Correcting the exiles’ thinking was so  important that God sent the prophet Haggai to rebuke and encourage the people.

“‘Who is left among you who saw this house in its former glory?  How do you see it now?  Is it not as nothing in your eyes?….Work, for I am with you, declares the Lord of hosts, according to the covenant that I made with you when you came out of Egypt.  My Spirit remains in your midst.  Fear not….And I will shake all nations, so that the treasures of all nations shall come in, and I will fill this house with glory, says the Lord of hosts….The latter glory of this house shall be greater than the former, says the Lord of hosts.  And in this place I will give peace, declares the Lord of hosts.’” (selected verses from Haggai 2:3-9).
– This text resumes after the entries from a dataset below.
//! Command-line interface

pub mod commands;
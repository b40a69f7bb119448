//! Candidate types shared by the filter, scorer and dispatch queue

use chrono::{DateTime, Utc};
use serde::{Deserialize, Serialize};

/// Raw observation delivered by the feed adapter
#[derive(Debug, Clone, PartialEq, Serialize, Deserialize)]
#[serde(rename_all = "camelCase")]
pub struct CandidateUpdate {
    pub address: String,
    pub liquidity_usd: f64,
    pub age_seconds: u64,
    pub holder_count: u32,
    /// Share of supply held by the top 10 holders, in percent
    pub top10_pct: f64,
    pub volume_usd: f64,
    pub lp_locked: bool,
    pub honeypot_flag: bool,
}

/// Immutable candidate snapshot.
///
/// A newer update for the same address produces a new snapshot; snapshots are
/// never mutated. `first_seen_at` is the first time the pipeline observed the
/// address, so it is shared by every snapshot of that address.
#[derive(Debug, Clone, PartialEq, Serialize, Deserialize)]
#[serde(rename_all = "camelCase")]
pub struct Candidate {
    pub address: String,
    pub liquidity_usd: f64,
    pub age_seconds: u64,
    pub holder_count: u32,
    pub top10_pct: f64,
    pub volume_usd: f64,
    pub lp_locked: bool,
    pub honeypot_flag: bool,
    pub first_seen_at: DateTime<Utc>,
    pub observed_at: DateTime<Utc>,
}

impl Candidate {
    /// Snapshot a feed update
    pub fn from_update(
        update: CandidateUpdate,
        first_seen_at: DateTime<Utc>,
        observed_at: DateTime<Utc>,
    ) -> Self {
        Self {
            address: update.address,
            liquidity_usd: update.liquidity_usd,
            age_seconds: update.age_seconds,
            holder_count: update.holder_count,
            top10_pct: update.top10_pct,
            volume_usd: update.volume_usd,
            lp_locked: update.lp_locked,
            honeypot_flag: update.honeypot_flag,
            first_seen_at,
            observed_at,
        }
    }

    /// Volume relative to liquidity (0 when there is no liquidity)
    pub fn volume_liquidity_ratio(&self) -> f64 {
        if self.liquidity_usd <= 0.0 {
            return 0.0;
        }
        self.volume_usd / self.liquidity_usd
    }
}

/// Output of the scorer for one snapshot.
///
/// Only produced for candidates that passed admission, and never persisted
/// beyond the evaluation that produced it.
#[derive(Debug, Clone, PartialEq, Serialize)]
pub struct ScoreResult {
    pub address: String,
    /// Opportunity score, 0..=100
    pub score: f64,
    pub passed_gates: bool,
    /// Per-component breakdown for observability
    pub reasons: Vec<String>,
}

/// A scored snapshot travelling through the dispatch queue
#[derive(Debug, Clone)]
pub struct ScoredCandidate {
    pub candidate: Candidate,
    pub score: ScoreResult,
}

impl ScoredCandidate {
    pub fn address(&self) -> &str {
        &self.candidate.address
    }
}
//! Shared types for the decision layer

use serde::{Deserialize, Serialize};
use std::sync::atomic::{AtomicU8, Ordering};

use crate::trading::types::TradeIntent;

/// Trading mode; each mode carries its own thresholds
#[derive(Debug, Clone, Copy, PartialEq, Eq, Hash, Serialize, Deserialize)]
#[serde(rename_all = "snake_case")]
pub enum Mode {
    Conservative,
    Balanced,
    Aggressive,
}

impl Default for Mode {
    fn default() -> Self {
        Self::Balanced
    }
}

impl std::fmt::Display for Mode {
    fn fmt(&self, f: &mut std::fmt::Formatter<'_>) -> std::fmt::Result {
        match self {
            Mode::Conservative => write!(f, "conservative"),
            Mode::Balanced => write!(f, "balanced"),
            Mode::Aggressive => write!(f, "aggressive"),
        }
    }
}

impl std::str::FromStr for Mode {
    type Err = String;

    fn from_str(s: &str) -> Result<Self, Self::Err> {
        match s.to_ascii_lowercase().as_str() {
            "conservative" => Ok(Mode::Conservative),
            "balanced" => Ok(Mode::Balanced),
            "aggressive" => Ok(Mode::Aggressive),
            other => Err(format!("unknown mode: {}", other)),
        }
    }
}

impl Mode {
    fn as_u8(self) -> u8 {
        match self {
            Mode::Conservative => 0,
            Mode::Balanced => 1,
            Mode::Aggressive => 2,
        }
    }

    fn from_u8(v: u8) -> Self {
        match v {
            0 => Mode::Conservative,
            2 => Mode::Aggressive,
            _ => Mode::Balanced,
        }
    }
}

/// Thresholds applied in one mode
#[derive(Debug, Clone, Copy, PartialEq, Serialize, Deserialize)]
pub struct ModeThresholds {
    /// Minimum opportunity score (0..=100)
    pub min_score: f64,
    /// Minimum prediction confidence (0..=1), only checked when a prediction exists
    pub min_confidence: f64,
    /// Maximum prediction risk (0..=1), only checked when a prediction exists
    pub max_risk: f64,
}

impl ModeThresholds {
    fn validate(&self, mode: Mode) -> Result<(), String> {
        if !(0.0..=100.0).contains(&self.min_score) {
            return Err(format!("{}: min_score must be within 0..=100", mode));
        }
        if !(0.0..=1.0).contains(&self.min_confidence) {
            return Err(format!("{}: min_confidence must be within 0..=1", mode));
        }
        if !(0.0..=1.0).contains(&self.max_risk) {
            return Err(format!("{}: max_risk must be within 0..=1", mode));
        }
        Ok(())
    }
}

/// Per-mode threshold table.
///
/// Each mode has its own defaults, so a partial override of one mode only
/// replaces the fields it names.
#[derive(Debug, Clone, PartialEq, Serialize, Deserialize)]
#[serde(from = "ModeTableOverrides")]
pub struct ModeTable {
    pub conservative: ModeThresholds,
    pub balanced: ModeThresholds,
    pub aggressive: ModeThresholds,
}

impl Default for ModeTable {
    fn default() -> Self {
        Self {
            conservative: ModeThresholds {
                min_score: 85.0,
                min_confidence: 0.7,
                max_risk: 0.2,
            },
            balanced: ModeThresholds {
                min_score: 70.0,
                min_confidence: 0.5,
                max_risk: 0.4,
            },
            aggressive: ModeThresholds {
                min_score: 60.0,
                min_confidence: 0.3,
                max_risk: 0.6,
            },
        }
    }
}

#[derive(Debug, Default, Deserialize)]
#[serde(default)]
struct ThresholdOverrides {
    min_score: Option<f64>,
    min_confidence: Option<f64>,
    max_risk: Option<f64>,
}

impl ThresholdOverrides {
    fn apply(self, base: ModeThresholds) -> ModeThresholds {
        ModeThresholds {
            min_score: self.min_score.unwrap_or(base.min_score),
            min_confidence: self.min_confidence.unwrap_or(base.min_confidence),
            max_risk: self.max_risk.unwrap_or(base.max_risk),
        }
    }
}

#[derive(Debug, Default, Deserialize)]
#[serde(default)]
struct ModeTableOverrides {
    conservative: ThresholdOverrides,
    balanced: ThresholdOverrides,
    aggressive: ThresholdOverrides,
}

impl From<ModeTableOverrides> for ModeTable {
    fn from(overrides: ModeTableOverrides) -> Self {
        let defaults = ModeTable::default();
        Self {
            conservative: overrides.conservative.apply(defaults.conservative),
            balanced: overrides.balanced.apply(defaults.balanced),
            aggressive: overrides.aggressive.apply(defaults.aggressive),
        }
    }
}

impl ModeTable {
    pub fn get(&self, mode: Mode) -> &ModeThresholds {
        match mode {
            Mode::Conservative => &self.conservative,
            Mode::Balanced => &self.balanced,
            Mode::Aggressive => &self.aggressive,
        }
    }

    pub fn validate(&self) -> Result<(), String> {
        self.conservative.validate(Mode::Conservative)?;
        self.balanced.validate(Mode::Balanced)?;
        self.aggressive.validate(Mode::Aggressive)
    }
}

/// Active mode, switchable at runtime.
///
/// Readers load the mode once per evaluation, so a switch never lands
/// halfway through a decision.
#[derive(Debug)]
pub struct ModeSelector(AtomicU8);

impl ModeSelector {
    pub fn new(mode: Mode) -> Self {
        Self(AtomicU8::new(mode.as_u8()))
    }

    pub fn get(&self) -> Mode {
        Mode::from_u8(self.0.load(Ordering::Acquire))
    }

    /// Switch mode, returning the previous one
    pub fn set(&self, mode: Mode) -> Mode {
        Mode::from_u8(self.0.swap(mode.as_u8(), Ordering::AcqRel))
    }
}

/// Why a candidate was skipped
#[derive(Debug, Clone, PartialEq, Serialize)]
#[serde(rename_all = "snake_case")]
pub enum SkipReason {
    /// A position is already open for this address
    AlreadyHolding,
    MaxPositionsReached { current: usize, max: usize },
    DailyCapReached { spent_sol: f64, cap_sol: f64 },
    ScoreBelowThreshold { score: f64, threshold: f64 },
    RiskTooHigh { risk: f64, max: f64 },
    ConfidenceTooLow { confidence: f64, min: f64 },
    /// An execution for this address is already in flight
    ExecutionInFlight,
}

impl std::fmt::Display for SkipReason {
    fn fmt(&self, f: &mut std::fmt::Formatter<'_>) -> std::fmt::Result {
        match self {
            SkipReason::AlreadyHolding => write!(f, "position already open"),
            SkipReason::MaxPositionsReached { current, max } => {
                write!(f, "max positions reached: {}/{}", current, max)
            }
            SkipReason::DailyCapReached { spent_sol, cap_sol } => {
                write!(f, "daily cap reached: {:.3}/{:.3} SOL", spent_sol, cap_sol)
            }
            SkipReason::ScoreBelowThreshold { score, threshold } => {
                write!(f, "score {:.1} below {:.1}", score, threshold)
            }
            SkipReason::RiskTooHigh { risk, max } => {
                write!(f, "predicted risk {:.2} above {:.2}", risk, max)
            }
            SkipReason::ConfidenceTooLow { confidence, min } => {
                write!(f, "prediction confidence {:.2} below {:.2}", confidence, min)
            }
            SkipReason::ExecutionInFlight => write!(f, "execution already in flight"),
        }
    }
}

/// Decision engine output
#[derive(Debug, Clone, PartialEq)]
pub enum Decision {
    /// Submit the intent automatically
    Execute(TradeIntent),
    /// Surface the intent for manual confirmation
    Alert(TradeIntent),
    Skip(SkipReason),
}

impl Decision {
    pub fn intent(&self) -> Option<&TradeIntent> {
        match self {
            Decision::Execute(intent) | Decision::Alert(intent) => Some(intent),
            Decision::Skip(_) => None,
        }
    }

    pub fn is_skip(&self) -> bool {
        matches!(self, Decision::Skip(_))
    }
}
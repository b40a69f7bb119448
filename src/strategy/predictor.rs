//! Prediction capability
//!
//! An optional model estimating expected return, confidence and risk for a
//! candidate. The pipeline never depends on it: a timeout, error, panic or
//! out-of-range output all degrade to [`PredictionOutcome::Unavailable`] and
//! the decision proceeds without a prediction.

use async_trait::async_trait;
use serde::{Deserialize, Serialize};
use std::sync::Arc;
use std::time::Duration;
use tracing::{debug, warn};

use crate::error::Result;
use crate::filter::types::Candidate;

/// Model output
#[derive(Debug, Clone, Copy, PartialEq, Serialize, Deserialize)]
pub struct Prediction {
    pub expected_return_pct: f64,
    /// 0..=1
    pub confidence: f64,
    /// 0..=1
    pub risk_score: f64,
}

impl Prediction {
    fn is_valid(&self) -> bool {
        self.expected_return_pct.is_finite()
            && (0.0..=1.0).contains(&self.confidence)
            && (0.0..=1.0).contains(&self.risk_score)
    }
}

/// Result of asking the model
#[derive(Debug, Clone, PartialEq)]
pub enum PredictionOutcome {
    Available(Prediction),
    Unavailable(String),
}

impl PredictionOutcome {
    pub fn prediction(&self) -> Option<Prediction> {
        match self {
            PredictionOutcome::Available(p) => Some(*p),
            PredictionOutcome::Unavailable(_) => None,
        }
    }
}

/// Prediction model
#[async_trait]
pub trait Predictor: Send + Sync {
    fn name(&self) -> &str;

    async fn predict(&self, candidate: &Candidate) -> Result<Prediction>;
}

/// Wraps a predictor with a deadline and fault isolation
#[derive(Clone)]
pub struct GuardedPredictor {
    inner: Arc<dyn Predictor>,
    timeout: Duration,
}

impl GuardedPredictor {
    pub fn new(inner: Arc<dyn Predictor>, timeout: Duration) -> Self {
        Self { inner, timeout }
    }

    /// Ask the model; never fails
    pub async fn predict(&self, candidate: &Candidate) -> PredictionOutcome {
        let inner = self.inner.clone();
        let owned = candidate.clone();
        // Own task so a panicking model cannot take the worker down
        let mut task = tokio::spawn(async move { inner.predict(&owned).await });

        let outcome = match tokio::time::timeout(self.timeout, &mut task).await {
            Err(_) => {
                task.abort();
                PredictionOutcome::Unavailable(format!(
                    "timed out after {}ms",
                    self.timeout.as_millis()
                ))
            }
            Ok(Err(join_err)) => {
                PredictionOutcome::Unavailable(format!("task failed: {}", join_err))
            }
            Ok(Ok(Err(e))) => PredictionOutcome::Unavailable(e.to_string()),
            Ok(Ok(Ok(p))) if !p.is_valid() => {
                PredictionOutcome::Unavailable(format!("invalid output {:?}", p))
            }
            Ok(Ok(Ok(p))) => PredictionOutcome::Available(p),
        };

        match &outcome {
            PredictionOutcome::Available(p) => debug!(
                address = %candidate.address,
                model = self.inner.name(),
                confidence = p.confidence,
                risk = p.risk_score,
                "Prediction available"
            ),
            PredictionOutcome::Unavailable(reason) => warn!(
                address = %candidate.address,
                model = self.inner.name(),
                "Prediction unavailable, deciding without it: {}",
                reason
            ),
        }
        outcome
    }
}

/// Rule-based fallback model.
///
/// Low confidence by construction; it only nudges decisions.
#[derive(Debug, Clone, Default)]
pub struct HeuristicPredictor;

impl HeuristicPredictor {
    const CONFIDENCE: f64 = 0.3;

    pub fn estimate(&self, candidate: &Candidate) -> Prediction {
        let mut expected = 0.0;
        let mut risk: f64 = 0.5;

        if candidate.liquidity_usd >= 50_000.0 {
            expected += 20.0;
            risk -= 0.1;
        } else if candidate.liquidity_usd < 10_000.0 {
            risk += 0.15;
        }

        if candidate.top10_pct <= 15.0 {
            expected += 15.0;
            risk -= 0.1;
        } else if candidate.top10_pct >= 25.0 {
            risk += 0.1;
        }

        if candidate.holder_count >= 500 {
            expected += 10.0;
            risk -= 0.05;
        } else if candidate.holder_count < 100 {
            risk += 0.1;
        }

        if candidate.volume_liquidity_ratio() >= 0.5 {
            expected += 10.0;
        }

        Prediction {
            expected_return_pct: expected,
            confidence: Self::CONFIDENCE,
            risk_score: risk.clamp(0.0, 1.0),
        }
    }
}

#[async_trait]
impl Predictor for HeuristicPredictor {
    fn name(&self) -> &str {
        "heuristic"
    }

    async fn predict(&self, candidate: &Candidate) -> Result<Prediction> {
        Ok(self.estimate(candidate))
    }
}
This promise has yet to be completed, as God is bringing “the treasures of all nations” to Himself.  But the point is that the glory is God’s and His alone!  The temple has no inherent glory, only the glory given to it by the presence of God.  There is no protection in the temple, no protection within the walls of Jerusalem.  Our safety and our focus of worship, the source of all glory and joy, is God, the Lord of hosts.  We would do well to remind ourselves of this truth on a regular basis, because we are just as susceptible to the error of attributing glory to the things of God, instead of to God Himself, God alone.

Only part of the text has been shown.